### EXERCISE AIM
Take every line from the data that has the word "first" in it.

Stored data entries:
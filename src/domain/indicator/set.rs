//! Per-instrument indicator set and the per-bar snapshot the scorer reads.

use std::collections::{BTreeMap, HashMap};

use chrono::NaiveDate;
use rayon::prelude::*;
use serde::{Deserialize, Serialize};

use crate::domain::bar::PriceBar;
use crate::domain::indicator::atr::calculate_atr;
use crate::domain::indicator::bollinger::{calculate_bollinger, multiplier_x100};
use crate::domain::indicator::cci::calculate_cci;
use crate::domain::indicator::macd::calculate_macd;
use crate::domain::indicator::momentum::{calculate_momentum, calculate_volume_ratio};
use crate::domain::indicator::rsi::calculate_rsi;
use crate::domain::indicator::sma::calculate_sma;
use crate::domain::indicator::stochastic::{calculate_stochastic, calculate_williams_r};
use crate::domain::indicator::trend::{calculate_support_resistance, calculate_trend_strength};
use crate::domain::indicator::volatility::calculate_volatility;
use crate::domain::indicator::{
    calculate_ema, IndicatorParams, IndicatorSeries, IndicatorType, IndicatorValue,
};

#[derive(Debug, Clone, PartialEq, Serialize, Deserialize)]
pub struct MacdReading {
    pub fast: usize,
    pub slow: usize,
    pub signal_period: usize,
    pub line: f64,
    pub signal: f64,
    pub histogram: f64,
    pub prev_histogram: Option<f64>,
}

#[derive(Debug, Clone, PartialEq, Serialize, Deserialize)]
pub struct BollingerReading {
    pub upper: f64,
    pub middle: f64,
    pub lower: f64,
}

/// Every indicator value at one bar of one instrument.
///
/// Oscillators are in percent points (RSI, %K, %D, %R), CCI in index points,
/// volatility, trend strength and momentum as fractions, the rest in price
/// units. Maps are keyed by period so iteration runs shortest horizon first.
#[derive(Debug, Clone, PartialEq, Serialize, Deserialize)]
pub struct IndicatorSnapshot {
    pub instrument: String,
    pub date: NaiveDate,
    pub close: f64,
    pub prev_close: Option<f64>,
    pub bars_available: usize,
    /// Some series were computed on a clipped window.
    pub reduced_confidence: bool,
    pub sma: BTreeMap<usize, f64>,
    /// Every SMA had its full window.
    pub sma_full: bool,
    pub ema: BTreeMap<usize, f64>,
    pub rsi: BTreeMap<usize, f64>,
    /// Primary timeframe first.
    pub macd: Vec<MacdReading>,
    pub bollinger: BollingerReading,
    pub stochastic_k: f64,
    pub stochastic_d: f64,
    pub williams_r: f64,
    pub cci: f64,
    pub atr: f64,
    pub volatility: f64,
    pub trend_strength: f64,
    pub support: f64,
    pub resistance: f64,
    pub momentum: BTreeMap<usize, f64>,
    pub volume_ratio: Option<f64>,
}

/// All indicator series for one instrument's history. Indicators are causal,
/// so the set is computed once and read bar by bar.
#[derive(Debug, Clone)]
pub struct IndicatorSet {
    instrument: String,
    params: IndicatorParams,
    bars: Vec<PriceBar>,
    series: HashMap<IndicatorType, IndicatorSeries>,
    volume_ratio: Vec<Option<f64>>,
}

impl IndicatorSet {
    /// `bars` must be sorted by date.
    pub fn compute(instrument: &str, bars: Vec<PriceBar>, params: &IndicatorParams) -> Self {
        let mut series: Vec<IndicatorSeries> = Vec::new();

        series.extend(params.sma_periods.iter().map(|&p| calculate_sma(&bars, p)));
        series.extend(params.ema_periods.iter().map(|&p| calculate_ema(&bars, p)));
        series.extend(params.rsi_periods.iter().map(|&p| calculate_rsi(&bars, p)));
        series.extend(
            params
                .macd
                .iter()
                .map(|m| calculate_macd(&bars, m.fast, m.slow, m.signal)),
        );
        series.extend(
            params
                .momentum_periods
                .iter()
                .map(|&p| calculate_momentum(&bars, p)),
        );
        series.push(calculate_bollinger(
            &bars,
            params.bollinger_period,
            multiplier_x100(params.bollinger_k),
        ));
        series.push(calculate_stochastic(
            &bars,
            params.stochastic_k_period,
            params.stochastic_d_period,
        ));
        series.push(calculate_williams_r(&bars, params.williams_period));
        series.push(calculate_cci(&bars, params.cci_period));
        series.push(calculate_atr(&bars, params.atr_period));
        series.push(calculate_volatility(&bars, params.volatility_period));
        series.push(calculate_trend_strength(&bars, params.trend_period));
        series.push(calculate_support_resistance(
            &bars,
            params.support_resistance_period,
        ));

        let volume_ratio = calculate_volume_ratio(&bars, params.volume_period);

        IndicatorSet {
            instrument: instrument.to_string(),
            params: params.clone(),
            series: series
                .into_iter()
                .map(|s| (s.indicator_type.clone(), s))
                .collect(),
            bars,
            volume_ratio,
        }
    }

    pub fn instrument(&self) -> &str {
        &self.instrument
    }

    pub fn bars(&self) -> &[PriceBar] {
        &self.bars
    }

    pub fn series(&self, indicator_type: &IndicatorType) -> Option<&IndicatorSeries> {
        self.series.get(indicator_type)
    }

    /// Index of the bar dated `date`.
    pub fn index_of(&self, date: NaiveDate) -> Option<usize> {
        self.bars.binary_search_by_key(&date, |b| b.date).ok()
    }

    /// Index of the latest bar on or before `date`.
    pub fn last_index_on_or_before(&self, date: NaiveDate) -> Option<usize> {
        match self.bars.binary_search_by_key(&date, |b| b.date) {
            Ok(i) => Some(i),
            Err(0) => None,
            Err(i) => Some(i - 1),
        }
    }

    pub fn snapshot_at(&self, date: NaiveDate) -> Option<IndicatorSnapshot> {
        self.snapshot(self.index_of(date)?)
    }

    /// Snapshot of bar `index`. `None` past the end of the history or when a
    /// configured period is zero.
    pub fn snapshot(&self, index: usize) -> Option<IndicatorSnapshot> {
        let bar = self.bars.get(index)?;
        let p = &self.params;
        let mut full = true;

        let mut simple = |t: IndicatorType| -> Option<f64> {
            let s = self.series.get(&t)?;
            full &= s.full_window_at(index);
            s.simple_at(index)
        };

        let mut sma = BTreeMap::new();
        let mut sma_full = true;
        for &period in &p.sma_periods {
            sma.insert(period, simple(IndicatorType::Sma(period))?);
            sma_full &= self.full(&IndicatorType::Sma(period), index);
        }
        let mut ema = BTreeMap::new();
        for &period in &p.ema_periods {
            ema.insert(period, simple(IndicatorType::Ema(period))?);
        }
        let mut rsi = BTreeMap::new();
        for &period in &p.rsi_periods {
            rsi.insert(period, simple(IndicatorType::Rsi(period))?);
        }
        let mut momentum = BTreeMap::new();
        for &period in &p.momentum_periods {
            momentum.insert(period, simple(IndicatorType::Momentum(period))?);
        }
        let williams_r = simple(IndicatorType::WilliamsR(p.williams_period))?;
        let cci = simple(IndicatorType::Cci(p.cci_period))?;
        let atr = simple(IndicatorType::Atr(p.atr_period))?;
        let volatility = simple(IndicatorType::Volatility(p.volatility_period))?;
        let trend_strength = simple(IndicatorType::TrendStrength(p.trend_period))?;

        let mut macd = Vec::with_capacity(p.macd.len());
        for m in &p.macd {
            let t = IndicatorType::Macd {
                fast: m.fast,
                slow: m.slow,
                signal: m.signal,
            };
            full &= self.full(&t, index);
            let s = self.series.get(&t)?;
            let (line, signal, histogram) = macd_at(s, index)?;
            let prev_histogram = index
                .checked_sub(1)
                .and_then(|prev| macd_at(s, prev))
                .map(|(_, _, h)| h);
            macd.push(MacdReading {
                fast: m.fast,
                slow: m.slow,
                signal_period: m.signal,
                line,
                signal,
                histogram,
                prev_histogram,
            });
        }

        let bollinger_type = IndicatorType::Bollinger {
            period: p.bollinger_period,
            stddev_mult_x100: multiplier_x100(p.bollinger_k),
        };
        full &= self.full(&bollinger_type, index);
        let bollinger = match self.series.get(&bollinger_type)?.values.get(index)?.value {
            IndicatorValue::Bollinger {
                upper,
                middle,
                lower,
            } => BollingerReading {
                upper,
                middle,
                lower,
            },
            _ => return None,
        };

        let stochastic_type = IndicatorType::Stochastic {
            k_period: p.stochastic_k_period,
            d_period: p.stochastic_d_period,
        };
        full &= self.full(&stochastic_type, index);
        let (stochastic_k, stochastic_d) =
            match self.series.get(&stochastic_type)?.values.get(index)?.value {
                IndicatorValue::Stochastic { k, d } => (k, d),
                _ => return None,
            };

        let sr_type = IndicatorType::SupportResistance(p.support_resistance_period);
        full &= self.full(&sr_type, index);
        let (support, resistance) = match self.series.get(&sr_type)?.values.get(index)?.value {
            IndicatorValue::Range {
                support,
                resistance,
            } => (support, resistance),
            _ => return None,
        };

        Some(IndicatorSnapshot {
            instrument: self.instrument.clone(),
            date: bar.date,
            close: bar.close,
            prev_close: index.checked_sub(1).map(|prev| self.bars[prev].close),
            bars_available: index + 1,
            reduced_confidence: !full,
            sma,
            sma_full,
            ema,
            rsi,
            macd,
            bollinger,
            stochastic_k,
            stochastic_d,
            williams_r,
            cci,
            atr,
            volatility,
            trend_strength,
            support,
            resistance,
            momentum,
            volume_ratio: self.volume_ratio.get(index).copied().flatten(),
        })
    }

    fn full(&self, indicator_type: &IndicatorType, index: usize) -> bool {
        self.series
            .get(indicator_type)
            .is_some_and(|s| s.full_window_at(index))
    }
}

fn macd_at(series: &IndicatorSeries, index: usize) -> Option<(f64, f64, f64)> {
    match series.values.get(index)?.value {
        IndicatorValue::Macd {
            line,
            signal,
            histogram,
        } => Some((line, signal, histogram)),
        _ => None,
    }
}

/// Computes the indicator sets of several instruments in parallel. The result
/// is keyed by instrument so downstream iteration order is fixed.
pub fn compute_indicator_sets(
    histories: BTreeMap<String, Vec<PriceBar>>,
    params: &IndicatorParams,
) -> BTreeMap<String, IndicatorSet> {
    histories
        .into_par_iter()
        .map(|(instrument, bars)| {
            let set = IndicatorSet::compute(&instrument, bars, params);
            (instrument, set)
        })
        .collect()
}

### TASK RESPONSE
/// units. Maps are keyed by period so iteration runs shortest horizon first.
    /// Primary timeframe first.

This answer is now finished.